PROMPT: Report every line of the data that includes "source".

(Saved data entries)

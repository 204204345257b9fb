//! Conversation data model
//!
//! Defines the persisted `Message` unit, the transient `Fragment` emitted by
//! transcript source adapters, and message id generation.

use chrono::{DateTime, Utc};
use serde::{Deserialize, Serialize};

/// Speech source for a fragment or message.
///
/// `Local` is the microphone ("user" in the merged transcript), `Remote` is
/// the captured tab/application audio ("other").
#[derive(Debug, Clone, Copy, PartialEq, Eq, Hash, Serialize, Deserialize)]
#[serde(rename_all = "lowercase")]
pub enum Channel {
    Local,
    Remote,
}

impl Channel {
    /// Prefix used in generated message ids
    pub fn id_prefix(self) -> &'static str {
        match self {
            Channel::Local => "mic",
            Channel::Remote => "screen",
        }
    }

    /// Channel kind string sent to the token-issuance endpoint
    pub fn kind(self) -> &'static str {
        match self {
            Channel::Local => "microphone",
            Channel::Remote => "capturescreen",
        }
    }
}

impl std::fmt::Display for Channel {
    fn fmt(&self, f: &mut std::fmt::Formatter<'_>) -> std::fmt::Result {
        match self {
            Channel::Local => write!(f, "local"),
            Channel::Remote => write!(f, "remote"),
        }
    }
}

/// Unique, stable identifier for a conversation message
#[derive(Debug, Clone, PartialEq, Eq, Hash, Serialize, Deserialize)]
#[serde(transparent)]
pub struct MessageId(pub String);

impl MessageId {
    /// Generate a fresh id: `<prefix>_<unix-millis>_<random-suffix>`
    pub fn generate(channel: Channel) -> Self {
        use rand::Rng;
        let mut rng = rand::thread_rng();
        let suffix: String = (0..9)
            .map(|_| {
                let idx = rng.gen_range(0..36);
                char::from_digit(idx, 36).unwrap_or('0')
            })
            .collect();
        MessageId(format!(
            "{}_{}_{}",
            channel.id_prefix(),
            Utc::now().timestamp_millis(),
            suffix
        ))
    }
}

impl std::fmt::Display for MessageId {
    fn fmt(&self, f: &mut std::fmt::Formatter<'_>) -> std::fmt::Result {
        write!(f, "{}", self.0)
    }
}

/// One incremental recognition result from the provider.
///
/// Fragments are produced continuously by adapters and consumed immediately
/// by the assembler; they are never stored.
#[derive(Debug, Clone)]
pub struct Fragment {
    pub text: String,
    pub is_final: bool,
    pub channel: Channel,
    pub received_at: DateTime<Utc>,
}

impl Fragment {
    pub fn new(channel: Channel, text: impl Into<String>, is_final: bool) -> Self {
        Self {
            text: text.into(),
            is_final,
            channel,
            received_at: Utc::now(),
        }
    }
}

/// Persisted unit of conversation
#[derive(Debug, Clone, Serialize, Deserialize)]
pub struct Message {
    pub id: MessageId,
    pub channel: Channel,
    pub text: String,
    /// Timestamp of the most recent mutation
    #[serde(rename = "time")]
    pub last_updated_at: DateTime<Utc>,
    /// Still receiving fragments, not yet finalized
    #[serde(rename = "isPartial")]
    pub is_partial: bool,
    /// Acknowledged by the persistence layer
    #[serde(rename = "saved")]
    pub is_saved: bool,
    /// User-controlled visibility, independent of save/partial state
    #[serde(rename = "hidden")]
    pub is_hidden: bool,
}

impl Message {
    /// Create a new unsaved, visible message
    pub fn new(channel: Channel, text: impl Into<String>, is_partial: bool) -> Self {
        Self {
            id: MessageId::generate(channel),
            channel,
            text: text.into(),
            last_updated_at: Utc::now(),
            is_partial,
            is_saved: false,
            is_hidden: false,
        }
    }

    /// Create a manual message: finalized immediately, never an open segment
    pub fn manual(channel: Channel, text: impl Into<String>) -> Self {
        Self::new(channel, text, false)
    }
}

OUTPUT OF THE TASK:
//! transcript source adapters, and message id generation.
/// Speech source for a fragment or message.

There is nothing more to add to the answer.